In 2022, a ProPublica investigation alleged that a Texas software provider, RealPage, was using an algorithm that recommended that landlords set rents to maximize profits, which experts cautioned could constitute a violation of antitrust laws. Now, it appears that the Department of Justice has found cause to pursue action against the company, as it filed an official statement of interest pertaining to the Sherman Act on Nov. 15, ProPublica reports.

The Sherman Act is the federal law governing antitrust law. The DOJ’s willingness to participate in a federal lawsuit against RealPage indicates an escalating interest in the case from the federal government. There are now federal suits against the company in several states, including California, Tennessee, and the District of Columbia.

According to ProPublica, the class action suit filed by a group of renters in San Diego reads: “Algorithms are the new frontier,” federal prosecutors said in a federal lawsuit. “And, given the amount of information an algorithm can access and digest, this new frontier poses an even greater anticompetitive threat than the last.”

RealPage has denied the allegations from the various federal lawsuits filed against it. A statement emailed to ProPublica said it “strongly denies the allegations and will vigorously defend against the lawsuit.”

ProPublica reported that in the tenant lawsuits against RealPage, it maintains that the company encouraged landlords to share data collectively to set price points. Prosecutors say it doesn’t matter whether or not the landlords communicated with each other; the result is still a price-fixing scheme. 

The suit notes that using an algorithm to set prices does not automatically make such an arrangement illegal. Federal prosecutors note that it becomes an antitrust violation when competitors, here the landlords, combine private and sensitive prices and supply information to make pricing choices via an algorithm with the knowledge or expectation that others will engage in the same practice. 

According to a federal lawsuit filed in the District of Columbia Superior Court, it is alleged that RealPage devised a system that pushed its employees to accept what its software spit out. A former RealPage executive involved with creating the software “expressed dismay with the way RealPage has enabled lessors to collectively raise rents at record pace.” The ex-executive also said in the lawsuit that the company’s practice of setting a price and then consistently raising it “bastardized” the company’s original intention for the software. 

In Washington, D.C., according to the outlet, 90% of large apartment buildings, defined as those with 50 units or more, use RealPage’s software. As a result, the Attorney General of the District of Columbia, Brian Schwab, brought a suit against RealPage and 14 other large apartment landlords, saying that they are “colluding to illegally raise rents for tens of thousands of DC residents.”

Schwab’s suit also describes their alleged scheme as a cartel, saying, “Every dollar of increased rent that the cartel illegally squeezes from District renters contributes to widening wealth gaps, forces hardworking residents to forgo other uses of their money, and pushes residents out of a District whose housing they increasingly cannot afford.”

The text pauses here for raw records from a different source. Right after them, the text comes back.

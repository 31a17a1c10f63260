use lexoral_editor::{
    DeleteRange, Editor, SectionMutator, SectionPatch, SectionSelection, commands,
};

/// One step of a scripted editing session.
///
/// Section-scoped actions fall back to the section under the selection
/// focus when `section` is omitted.
#[derive(Debug, Clone, PartialEq, serde::Deserialize)]
#[serde(tag = "op", rename_all = "camelCase", rename_all_fields = "camelCase")]
pub enum Action {
    /// Collapsed caret at `offset`; no `section` clears the selection.
    Select {
        section: Option<usize>,
        #[serde(default)]
        offset: usize,
    },
    SetText {
        section: Option<usize>,
        text: String,
    },
    DeleteText {
        section: Option<usize>,
        #[serde(flatten)]
        range: DeleteRange,
    },
    ToggleParagraph {
        section: Option<usize>,
    },
    NewLine {
        section: usize,
        #[serde(default)]
        offset: usize,
    },
    ApplyPatch {
        section: Option<usize>,
        patch: SectionPatch,
    },
    Commit,
    Undo,
    Redo,
    Clear,
}

pub fn parse(json: &str) -> anyhow::Result<Vec<Action>> {
    Ok(serde_json::from_str(json)?)
}

fn handle(
    editor: &mut Editor,
    section: Option<usize>,
) -> lexoral_editor::Result<SectionMutator<'_>> {
    match section {
        Some(idx) => editor.section(idx),
        None => Ok(editor.current()),
    }
}

pub fn apply(editor: &mut Editor, action: &Action) -> anyhow::Result<()> {
    match action {
        Action::Select { section, offset } => {
            editor.set_selection(section.map(|idx| SectionSelection::collapsed(idx, *offset)));
        }
        Action::SetText { section, text } => {
            handle(editor, *section)?.set_text(text);
        }
        Action::DeleteText { section, range } => {
            handle(editor, *section)?.delete_text(*range);
        }
        Action::ToggleParagraph { section } => {
            handle(editor, *section)?.toggle_paragraph();
        }
        Action::NewLine { section, offset } => {
            commands::new_line(editor, *section, *offset)?;
        }
        Action::ApplyPatch { section, patch } => {
            handle(editor, *section)?.apply_patch(patch);
        }
        Action::Commit => editor.commit_history(),
        Action::Undo => {
            if let Some(target) = editor.undo() {
                editor.restore_selection(target);
            }
        }
        Action::Redo => {
            if let Some(target) = editor.redo() {
                editor.restore_selection(target);
            }
        }
        Action::Clear => editor.clear_history(),
    }
    Ok(())
}

pub fn run(editor: &mut Editor, actions: &[Action]) -> anyhow::Result<()> {
    for (i, action) in actions.iter().enumerate() {
        tracing::debug!(step = i, ?action, "script_action");
        apply(editor, action).map_err(|e| e.context(format!("script action {i} failed")))?;
    }
    editor.commit_history();

    tracing::info!(
        actions = actions.len(),
        steps = editor.history().len(),
        "script_applied"
    );
    Ok(())
}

In October, Sen. Amy Klobuchar, the chair of a committee on antitrust policy, held a hearing that focused on competition and consumer rights. As part of the discussions, RealPage’s controversy emerged in testimony. Maurice Stucke, a former prosecutor in the Justice Department’s antitrust division and a University of Tennessee law professor, said during his testimony to the committee, “So one issue for you is can the antitrust laws effectively punish and deter this alleged anti-competitive behavior?” Stucke said.

“The short answer is yes, if humans agreed among themselves to fix price, and RealPage’s pricing algorithm was then used to facilitate their collusion.”